I’m trying to understand the basics of the language here and I’m guessing that I’m using the wrong punctuation for my If statement. I’m trying to learn how to construct a basic turn based combat system. I’m really not understanding how it is wrong at all because according to Inform7.com which I’m assuming is the official site, that should be correct. At least in terms of basic grammar.

[code]
A person has a number called max health.
A person has a number called present health.
A person can be hostile or docile.
A person is usually docile.
The max health of a person is usually 100.
The max health of the player is usually 100.
Definition: a person is dead if his present health is less than 1

Instead of attacking someone:
let the damage be a random number between 2 and 10;
say “You attack [the noun], causing [damage] points of damage!”;
decrease the present health of the noun by the damage;

If the present health of the noun is less then 0:
say “[the noun] is dead.”

The bedroom is a room

The Kitchen is west of the bedroom.

A Rat King is a man. The Rat King is in the Kitchen.[/code]

Don’t you want to decrease the present health, not the max health?

You also need to indent blocks of code to group them together, like in Python or Haskell.

And you will need a semicolon instead of a period at the end of this line:

decrease the max health of the noun by the damage

As things stand, the period ends the rule, so Inform thinks that the next bit is meant to start a new rule or phrase, and it doesn’t know what to do with a dangling if-phrase.

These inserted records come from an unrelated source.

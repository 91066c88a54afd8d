//! Player record parsing for the startup record.
//!
//! # Format
//!
//! | Offset | Size | Type | Field |
//! |--------|------|------|-------|
//! | 0 | 1 | u8 | Record id: 0x00 for the host, 0x16 for other players |
//! | 1 | 1 | u8 | Player id |
//! | 2 | var | string | Player name (null-terminated) |
//! | var | 1 | u8 | Game kind: 0x01 custom, 0x08 ladder |
//! | var | 1 | u8 | Custom: reserved |
//! | var | 4 | u32 LE | Ladder: runtime of the player's client in ms |
//! | var | 4 | u32 LE | Ladder: race flag |
//!
//! Non-host records are followed by four padding bytes that belong to the
//! startup record, not to the player record.

use std::fmt;

use serde::Serialize;

use crate::binary::{read_bytes, read_cstring, read_u32_le, read_u8};
use crate::error::{ParserError, Result};

/// Record id preceding every non-host player record.
pub const PLAYER_INFO_TAG: u8 = 0x16;

/// Game kind byte of custom (non-ladder) games.
pub const GAME_KIND_CUSTOM: u8 = 0x01;

/// Game kind byte of ladder games.
pub const GAME_KIND_LADDER: u8 = 0x08;

/// A race, as encoded by its flag value.
#[derive(Debug, Clone, Copy, PartialEq, Eq, Hash, Serialize)]
pub enum Race {
    /// 0x01
    Human,
    /// 0x02
    Orc,
    /// 0x04
    NightElf,
    /// 0x08
    Undead,
    /// 0x10
    Daemon,
    /// 0x20
    Random,
    /// 0x40, race selectable or fixed by the map.
    SelectableOrFixed,
}

impl Race {
    /// Maps a race flag to a race; combined or unknown flags yield `None`.
    #[must_use]
    pub const fn from_flag(flag: u32) -> Option<Self> {
        match flag {
            0x01 => Some(Race::Human),
            0x02 => Some(Race::Orc),
            0x04 => Some(Race::NightElf),
            0x08 => Some(Race::Undead),
            0x10 => Some(Race::Daemon),
            0x20 => Some(Race::Random),
            0x40 => Some(Race::SelectableOrFixed),
            _ => None,
        }
    }

    /// Returns the lowercase display name.
    #[must_use]
    pub const fn as_str(&self) -> &'static str {
        match self {
            Race::Human => "human",
            Race::Orc => "orc",
            Race::NightElf => "nightelf",
            Race::Undead => "undead",
            Race::Daemon => "daemon",
            Race::Random => "random",
            Race::SelectableOrFixed => "selectable/fixed",
        }
    }
}

impl fmt::Display for Race {
    fn fmt(&self, f: &mut fmt::Formatter<'_>) -> fmt::Result {
        f.write_str(self.as_str())
    }
}

/// A player taking part in the game.
#[derive(Debug, Clone, PartialEq, Eq, Serialize)]
pub struct Player {
    /// Player id, referenced by events and slot records.
    pub id: u8,

    /// Display name.
    pub name: String,

    /// Race for ladder games; `None` for custom games.
    pub race: Option<Race>,

    /// Whether this is the host record.
    pub is_host: bool,

    /// Client runtime in ms when the player joined (ladder games only).
    pub runtime_ms: u32,

    /// The raw bytes of the record.
    #[serde(skip)]
    pub raw: Vec<u8>,

    /// Total bytes consumed by this record.
    pub byte_length: usize,
}

impl Player {
    /// Parses a player record from the start of `data`.
    ///
    /// # Errors
    ///
    /// - `ParserError::InvalidFormat` if the game kind or the ladder race
    ///   flag is unknown
    /// - `ParserError::InvalidEncoding` if the name is not valid UTF-8
    /// - `ParserError::UnexpectedEof` if the record is truncated
    pub fn parse(data: &[u8]) -> Result<Self> {
        let is_host = read_u8(data, 0)? == 0;
        let id = read_u8(data, 1)?;

        let (name, name_len) = read_cstring(data, 2)?;
        let mut offset = 2 + name_len;

        let kind = read_u8(data, offset)?;
        offset += 1;

        let (race, runtime_ms) = match kind {
            GAME_KIND_CUSTOM => {
                read_u8(data, offset)?;
                offset += 1;
                (None, 0)
            }
            GAME_KIND_LADDER => {
                let runtime_ms = read_u32_le(data, offset)?;
                let race_flag = read_u32_le(data, offset + 4)?;
                offset += 8;
                let race = Race::from_flag(race_flag).ok_or_else(|| {
                    ParserError::invalid_format(format!(
                        "unknown race flag 0x{race_flag:02X} for player {id}"
                    ))
                })?;
                (Some(race), runtime_ms)
            }
            other => {
                return Err(ParserError::invalid_format(format!(
                    "player {id} record has game kind 0x{other:02X}, expected custom (0x01) or ladder (0x08)"
                )));
            }
        };

        Ok(Player {
            id,
            name,
            race,
            is_host,
            runtime_ms,
            raw: read_bytes(data, 0, offset)?.to_vec(),
            byte_length: offset,
        })
    }

    /// Returns the race name, "none" for custom games.
    #[must_use]
    pub fn race_name(&self) -> &'static str {
        self.race.map_or("none", |r| r.as_str())
    }
}
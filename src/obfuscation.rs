//! Decoder for the masked string embedded in the startup record.
//!
//! The game settings, map path and creator name are stored as one string
//! whose bytes are shifted so that the encoded form never contains a zero
//! byte. Every run of eight bytes starts with a mask byte; bit `i` of the
//! mask tells whether byte `i` of the run was stored unchanged (bit set) or
//! incremented by one (bit clear). Position 0 of each run is the mask itself
//! and is not emitted. A raw zero byte terminates the string.
//!
//! This is a reversible byte transform, not a compressor: the output is
//! never longer than the input.
//!
//! # Example
//!
//! ```
//! use w3g_replay::obfuscation::decode_obfuscated;
//!
//! let raw = [0x00, 0x69, 0x66, 0x6D, 0x6D, 0x70, 0x00];
//! let (decoded, len) = decode_obfuscated(&raw).unwrap();
//! assert_eq!(decoded, b"hello");
//! assert_eq!(len, 6);
//! ```

use crate::error::{ParserError, Result};

/// Number of bytes covered by one mask byte, the mask included.
pub const MASK_RUN: usize = 8;

/// Decodes a masked string.
///
/// Returns the decoded bytes and the position of the terminating zero byte,
/// which is also the number of encoded bytes before it. The byte at
/// position 0 is always read as the first mask; from position 1 on, the
/// first zero byte ends the string.
///
/// # Errors
///
/// Returns `ParserError::UnexpectedEof` if the input has no terminator.
pub fn decode_obfuscated(data: &[u8]) -> Result<(Vec<u8>, usize)> {
    let mut decoded = Vec::with_capacity(data.len());
    let mut mask = 0u8;

    for (pos, &byte) in data.iter().enumerate() {
        if pos > 0 && byte == 0 {
            return Ok((decoded, pos));
        }

        let bit = pos % MASK_RUN;
        if bit == 0 {
            mask = byte;
        } else if mask & (1 << bit) == 0 {
            decoded.push(byte.wrapping_sub(1));
        } else {
            decoded.push(byte);
        }
    }

    Err(ParserError::unexpected_eof(data.len() + 1, data.len()))
}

Also, “If the max health is less then 0” should be “if the max health of the noun is less than 0” (or present health).

Even with the modifications witch I will add to the main post, I still get the same error message with the if statement. Which doesn’t really tell me what the error actually is at all.

Problem. You wrote ‘If the present health of the noun is less then 0’ : but the punctuation here ‘:’ makes me think this should be a definition of a phrase and it doesn’t begin as it should, with either ‘To’ (e.g. ‘To flood the riverplain:’), ‘Definition:’, a name for a rule (e.g. ‘This is the devilishly cunning rule:’), ‘At’ plus a time (e.g. ‘At 11:12 PM:’ or ‘At the time when the clock chimes’) or the name of a rulebook, possibly followed by some description of the action or value to apply to (e.g. ‘Instead of taking something:’ or ‘Every turn:’).
See the manual: 19.3 > 19.3. New rules

Now you have an extra line break before the line, which works just like the period. So once again Inform thinks that “If the present health of the noun is less than 0” is starting a new rule, and it doesn’t understand it. (Also, it’s “than” not “then”; spelling is important here.)

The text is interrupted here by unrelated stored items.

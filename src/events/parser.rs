//! Event stream parsing.
//!
//! The parser walks the records after the startup record with a cursor.
//! Every record starts with a one-byte tag, and the tag alone decides how
//! many bytes the record occupies, so an unknown tag stops the parse: there
//! is no way to find the next record.
//!
//! | Tag | Record | Size |
//! |-----|--------|------|
//! | 0x17 | Left game | 14 |
//! | 0x1A, 0x1B, 0x1C | Unmodeled | 5 |
//! | 0x1E, 0x1F | Time slot | `n + 3` |
//! | 0x20 | Chat | `n + 4` |
//! | 0x22 | Checksum, unmodeled | 6 |
//! | 0x23 | Unmodeled | 11 |
//! | 0x2F | Countdown | 9 |
//!
//! A zero tag ends the stream.

use crate::binary::{read_bytes, read_u16_le, read_u8};
use crate::error::{ParserError, Result};
use crate::events::{Action, ActionKind, Chat, Countdown, Event, EventKind, LeftGame};

/// Tag byte that ends the event stream.
pub const END_OF_STREAM: u8 = 0x00;

/// Record tags of the event stream.
#[derive(Debug, Clone, Copy, PartialEq, Eq)]
pub enum RecordTag {
    /// 0x17
    LeftGame,
    /// 0x1A, 0x1B, 0x1C
    Unmodeled5,
    /// 0x1E, before patch 1.07.
    TimeSlotLegacy,
    /// 0x1F
    TimeSlot,
    /// 0x20
    Chat,
    /// 0x22
    Checksum,
    /// 0x23
    Unmodeled11,
    /// 0x2F
    Countdown,
}

impl RecordTag {
    /// Maps a tag byte, or `None` if the tag is unknown.
    #[must_use]
    pub const fn from_byte(tag: u8) -> Option<Self> {
        match tag {
            0x17 => Some(RecordTag::LeftGame),
            0x1A..=0x1C => Some(RecordTag::Unmodeled5),
            0x1E => Some(RecordTag::TimeSlotLegacy),
            0x1F => Some(RecordTag::TimeSlot),
            0x20 => Some(RecordTag::Chat),
            0x22 => Some(RecordTag::Checksum),
            0x23 => Some(RecordTag::Unmodeled11),
            0x2F => Some(RecordTag::Countdown),
            _ => None,
        }
    }
}

/// Parse state threaded through one pass over the event stream.
#[derive(Debug, Default)]
pub struct EventParser {
    /// Running game clock in milliseconds.
    clock: u32,

    /// Index in `events` of the last left-game event.
    last_left_game: Option<usize>,

    events: Vec<Event>,
}

impl EventParser {
    /// Creates a parser with the clock at zero.
    #[must_use]
    pub fn new() -> Self {
        Self::default()
    }

    /// Parses every record from `offset` until the end-of-stream tag and
    /// returns the events in stream order.
    ///
    /// # Errors
    ///
    /// - `ParserError::UnknownBlock` for a tag outside the record table
    /// - `ParserError::UnexpectedEof` if a record runs past the buffer or
    ///   the buffer ends before the end-of-stream tag
    /// - `ParserError::InvalidFormat` for a malformed time slot
    /// - `ParserError::InvalidEncoding` for a chat message that is not UTF-8
    pub fn parse(mut self, data: &[u8], mut offset: usize) -> Result<Vec<Event>> {
        let mut records = 0usize;

        loop {
            let tag = read_u8(data, offset)?;
            if tag == END_OF_STREAM {
                break;
            }

            let record_tag =
                RecordTag::from_byte(tag).ok_or(ParserError::UnknownBlock { tag, offset })?;
            let record = &data[offset..];

            let consumed = match record_tag {
                RecordTag::LeftGame => self.parse_left_game(record)?,
                RecordTag::Unmodeled5 => skip(record, 5)?,
                RecordTag::TimeSlotLegacy | RecordTag::TimeSlot => self.parse_time_slot(record)?,
                RecordTag::Chat => self.parse_chat(record)?,
                RecordTag::Checksum => skip(record, 6)?,
                RecordTag::Unmodeled11 => skip(record, 11)?,
                RecordTag::Countdown => self.parse_countdown(record)?,
            };

            tracing::trace!(tag, offset, consumed, clock = self.clock, "record");

            offset += consumed;
            records += 1;
        }

        tracing::debug!(
            records,
            events = self.events.len(),
            clock = self.clock,
            "parsed event stream"
        );

        Ok(self.events)
    }

    fn push(&mut self, kind: EventKind) -> usize {
        self.events.push(Event {
            time_ms: self.clock,
            kind,
        });
        self.events.len() - 1
    }

    fn parse_left_game(&mut self, record: &[u8]) -> Result<usize> {
        let previous = self.last_left_game.and_then(|i| match &self.events[i].kind {
            EventKind::LeftGame(left) => Some(left),
            _ => None,
        });

        let left = LeftGame::parse(record, previous)?;
        let index = self.push(EventKind::LeftGame(left));

        if let Some(prev) = self.last_left_game {
            if let EventKind::LeftGame(prev) = &mut self.events[prev].kind {
                prev.successor = Some(index);
            }
        }
        self.last_left_game = Some(index);

        Ok(LeftGame::SIZE)
    }

    fn parse_time_slot(&mut self, record: &[u8]) -> Result<usize> {
        let n = read_u16_le(record, 1)? as usize;
        if n < 2 {
            return Err(ParserError::invalid_format(format!(
                "time slot length {n} too short for its clock delta"
            )));
        }
        let delta = read_u16_le(record, 3)?;
        let len = n + 3;
        let commands = read_bytes(record, 5, len - 5)?;

        let mut pos = 0;
        while pos < commands.len() {
            let player_id = read_u8(commands, pos)?;
            let payload_len = read_u16_le(commands, pos + 1).map_err(|_| {
                ParserError::invalid_format(format!(
                    "command block header at {pos} overruns time slot of {} bytes",
                    commands.len()
                ))
            })?;
            let payload = read_bytes(commands, pos + 3, payload_len as usize).map_err(|_| {
                ParserError::invalid_format(format!(
                    "command block of {payload_len} bytes at {pos} overruns time slot of {} bytes",
                    commands.len()
                ))
            })?;

            self.push(EventKind::Action(Action {
                player_id,
                kind: ActionKind::classify(payload),
                payload_len,
            }));
            pos += 3 + payload.len();
        }

        self.clock = self.clock.saturating_add(u32::from(delta));
        Ok(len)
    }

    fn parse_chat(&mut self, record: &[u8]) -> Result<usize> {
        let (chat, len) = Chat::parse(record)?;
        self.push(EventKind::Chat(chat));
        Ok(len)
    }

    fn parse_countdown(&mut self, record: &[u8]) -> Result<usize> {
        let countdown = Countdown::parse(record)?;
        self.push(EventKind::Countdown(countdown));
        Ok(Countdown::SIZE)
    }
}

fn skip(record: &[u8], size: usize) -> Result<usize> {
    read_bytes(record, 0, size)?;
    Ok(size)
}

/// Parses the event stream of a decompressed replay starting at `offset`.
///
/// # Errors
///
/// See [`EventParser::parse`].
pub fn parse_events(data: &[u8], offset: usize) -> Result<Vec<Event>> {
    EventParser::new().parse(data, offset)
}

#[cfg(test)]
mod tests {
    use super::*;
    use crate::events::{ChatMode, Closer, LeaveOutcome};

    fn time_slot(delta: u16, blocks: &[(u8, &[u8])]) -> Vec<u8> {
        let mut commands = Vec::new();
        for (player_id, payload) in blocks {
            commands.push(*player_id);
            commands.extend_from_slice(&(payload.len() as u16).to_le_bytes());
            commands.extend_from_slice(payload);
        }
        let mut data = vec![0x1F];
        data.extend_from_slice(&((commands.len() + 2) as u16).to_le_bytes());
        data.extend_from_slice(&delta.to_le_bytes());
        data.extend(commands);
        data
    }

    fn left_game(reason: u32, player_id: u8, result_code: u32, sequence: u32) -> Vec<u8> {
        let mut data = vec![0x17];
        data.extend_from_slice(&reason.to_le_bytes());
        data.push(player_id);
        data.extend_from_slice(&result_code.to_le_bytes());
        data.extend_from_slice(&sequence.to_le_bytes());
        data
    }

    fn chat(player_id: u8, code: u32, message: &str) -> Vec<u8> {
        let mut body = vec![0x20];
        body.extend_from_slice(&code.to_le_bytes());
        body.extend_from_slice(message.as_bytes());
        body.push(0);
        let mut data = vec![0x20, player_id];
        data.extend_from_slice(&(body.len() as u16).to_le_bytes());
        data.extend(body);
        data
    }

    #[test]
    fn test_empty_stream() {
        assert!(parse_events(&[0x00], 0).unwrap().is_empty());
        assert!(matches!(
            parse_events(&[], 0),
            Err(ParserError::UnexpectedEof { .. })
        ));
    }

    #[test]
    fn test_missing_end_tag() {
        let mut data = time_slot(250, &[]);
        data.extend(chat(1, 0, "first"));

        match parse_events(&data, 0) {
            Err(ParserError::UnexpectedEof {
                expected,
                available,
            }) => {
                assert_eq!(expected, data.len() + 1);
                assert_eq!(available, data.len());
            }
            other => panic!("expected UnexpectedEof, got {other:?}"),
        }
    }

    #[test]
    fn test_unmodeled_records_are_skipped() {
        let mut data = vec![0x1A, 1, 2, 3, 4];
        data.extend_from_slice(&[0x22, 0x04, 0, 0, 0, 0]);
        data.extend_from_slice(&[0x23; 11]);
        data.extend(chat(1, 0, "hi"));
        data.push(0x00);

        let events = parse_events(&data, 0).unwrap();
        assert_eq!(events.len(), 1);
        assert!(matches!(events[0].kind, EventKind::Chat(_)));
    }

    #[test]
    fn test_unknown_tag() {
        let mut data = time_slot(100, &[]);
        let offset = data.len();
        data.push(0xFF);

        match parse_events(&data, 0) {
            Err(ParserError::UnknownBlock { tag, offset: at }) => {
                assert_eq!(tag, 0xFF);
                assert_eq!(at, offset);
            }
            other => panic!("expected UnknownBlock, got {other:?}"),
        }
    }

    #[test]
    fn test_parse_starts_at_offset() {
        let mut data = vec![0xEE, 0xEE];
        data.extend(chat(3, 2, "obs"));
        data.push(0x00);

        let events = parse_events(&data, 2).unwrap();
        match &events[0].kind {
            EventKind::Chat(chat) => {
                assert_eq!(chat.player_id, 3);
                assert_eq!(chat.mode, ChatMode::Observers);
            }
            other => panic!("expected chat, got {other:?}"),
        }
    }

    #[test]
    fn test_time_slots_advance_clock() {
        let mut data = time_slot(100, &[(1, &[0x01]), (2, &[0x16, 0x01])]);
        data.extend(time_slot(250, &[(1, &[])]));
        data.extend(chat(1, 0, "gg"));
        data.push(0x00);

        let events = parse_events(&data, 0).unwrap();
        assert_eq!(events.len(), 4);

        assert_eq!(events[0].time_ms, 0);
        assert_eq!(
            events[0].kind,
            EventKind::Action(Action {
                player_id: 1,
                kind: ActionKind::Pause,
                payload_len: 1,
            })
        );
        assert_eq!(
            events[1].kind,
            EventKind::Action(Action {
                player_id: 2,
                kind: ActionKind::Other { action_id: 0x16 },
                payload_len: 2,
            })
        );
        assert_eq!(events[2].time_ms, 100);
        assert_eq!(events[3].time_ms, 350);
    }

    #[test]
    fn test_clock_saturates() {
        let mut data = Vec::new();
        for _ in 0..70_000 {
            data.extend(time_slot(u16::MAX, &[]));
        }
        data.extend(chat(1, 0, "late"));
        data.push(0x00);

        let events = parse_events(&data, 0).unwrap();
        assert_eq!(events[0].time_ms, u32::MAX);
    }

    #[test]
    fn test_time_slot_too_short() {
        let data = [0x1F, 0x01, 0x00, 0x00];
        assert!(matches!(
            parse_events(&data, 0),
            Err(ParserError::InvalidFormat { .. })
        ));
    }

    #[test]
    fn test_time_slot_block_overrun() {
        let mut data = time_slot(100, &[(1, &[0x01, 0x02])]);
        // Claim a 3 byte payload inside a slot holding only two.
        data[6] = 0x03;
        data.push(0x00);

        assert!(matches!(
            parse_events(&data, 0),
            Err(ParserError::InvalidFormat { .. })
        ));
    }

    #[test]
    fn test_truncated_record() {
        let mut data = left_game(0x0C, 1, 0x09, 0);
        data.truncate(10);

        assert!(matches!(
            parse_events(&data, 0),
            Err(ParserError::UnexpectedEof { .. })
        ));
    }

    #[test]
    fn test_left_game_chain() {
        let mut data = left_game(0x01, 2, 0x08, 4);
        data.extend(time_slot(500, &[]));
        data.extend(left_game(0x0C, 1, 0x07, 5));
        data.extend(left_game(0x0C, 3, 0x07, 6));
        data.push(0x00);

        let events = parse_events(&data, 0).unwrap();
        let lefts: Vec<&LeftGame> = events
            .iter()
            .filter_map(|e| match &e.kind {
                EventKind::LeftGame(left) => Some(left),
                _ => None,
            })
            .collect();

        assert_eq!(lefts.len(), 3);
        assert_eq!(lefts[0].successor, Some(1));
        assert_eq!(lefts[1].successor, Some(2));
        assert_eq!(lefts[2].successor, None);

        assert_eq!(lefts[0].closer, Closer::Remote);
        assert_eq!(lefts[0].outcome(), LeaveOutcome::Lost);
        assert!(lefts[1].is_consecutive);
        assert_eq!(lefts[1].outcome(), LeaveOutcome::Lost);
        assert!(lefts[2].is_consecutive);
        assert_eq!(lefts[2].outcome(), LeaveOutcome::Won);

        assert_eq!(events[1].time_ms, 500);
    }

    #[test]
    fn test_record_tag_table() {
        assert_eq!(RecordTag::from_byte(0x1B), Some(RecordTag::Unmodeled5));
        assert_eq!(RecordTag::from_byte(0x1E), Some(RecordTag::TimeSlotLegacy));
        assert_eq!(RecordTag::from_byte(0x1D), None);
        assert_eq!(RecordTag::from_byte(0x21), None);
    }
}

You still may need to indent the code to make sure Inform knows where the if blocks begin an end, as well. So it should look like this:

Instead of attacking someone: let the damage be a random number between 2 and 10; say "You attack [the noun], causing [damage] points of damage!"; decrease the present health of the noun by the damage; If the present health of the noun is less than 0: say "[the noun] is dead."

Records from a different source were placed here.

//! Block stream decompression for W3G replay files.
//!
//! The data following the header is a sequence of `block_count`
//! independently compressed blocks. Each block is inflated on its own, its
//! length is checked against the block header, and the payloads are
//! concatenated in order into the single logical stream that holds the
//! startup record and the event records.
//!
//! # Usage
//!
//! ```no_run
//! use w3g_replay::header::Header;
//! use w3g_replay::decompress::decompress;
//!
//! let data = std::fs::read("replay.w3g").unwrap();
//! let header = Header::parse(&data).unwrap();
//! let stream = decompress(&data, &header).unwrap();
//! println!("Decompressed {} bytes", stream.len());
//! ```

pub mod block;

pub use block::{inflate_block, BlockHeader};

use crate::error::{ParserError, Result};
use crate::format::BLOCK_HEADER_SIZE;
use crate::header::Header;

/// Decompresses every block of a replay into one contiguous buffer.
///
/// Blocks start at the header's declared size. A total that differs from
/// the header's declared decompressed size is logged but tolerated, since
/// recorders may pad the final block.
///
/// # Errors
///
/// Returns `ParserError::DecompressionError` if a block header or payload
/// runs past the input, a payload is not valid zlib data, or a block
/// inflates to a different size than it declares.
pub fn decompress(data: &[u8], header: &Header) -> Result<Vec<u8>> {
    let mut result = Vec::with_capacity(header.decompressed_size as usize);
    let mut offset = header.data_offset();

    for block_index in 0..header.block_count {
        let block_header = BlockHeader::parse(data, offset).map_err(|e| {
            ParserError::DecompressionError {
                reason: format!(
                    "Failed to parse block header {block_index} at offset 0x{offset:X}: {e}"
                ),
            }
        })?;

        let compressed_start = offset + BLOCK_HEADER_SIZE;
        let compressed_end = offset + block_header.total_size();

        let compressed = data.get(compressed_start..compressed_end).ok_or_else(|| {
            ParserError::DecompressionError {
                reason: format!(
                    "Block {block_index} at offset 0x{offset:X} extends beyond file (needs {compressed_end} bytes, file has {})",
                    data.len()
                ),
            }
        })?;

        let payload = inflate_block(&block_header, compressed).map_err(|e| {
            ParserError::DecompressionError {
                reason: format!("Block {block_index} at offset 0x{offset:X}: {e}"),
            }
        })?;

        tracing::trace!(
            block = block_index,
            offset,
            compressed = block_header.compressed_size,
            decompressed = payload.len(),
            "inflated block"
        );

        result.extend_from_slice(&payload);
        offset = compressed_end;
    }

    if result.len() != header.decompressed_size as usize {
        tracing::warn!(
            declared = header.decompressed_size,
            actual = result.len(),
            "decompressed size differs from header"
        );
    }

    Ok(result)
}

(Sometimes, when things aren’t too complicated, Inform will understand what’s going on without indentation, but it’s still a good idea to do it–makes things easier to read and is good practice for when you need it.)

I think this should work, although I haven’t tested it–although you might want to make sure that you’re consistent about whether dead means health of less than 0 or health of less than 1.

(By the way, it would be better to post your new code in a new post rather than editing the original post–it makes the conversation easier to follow.)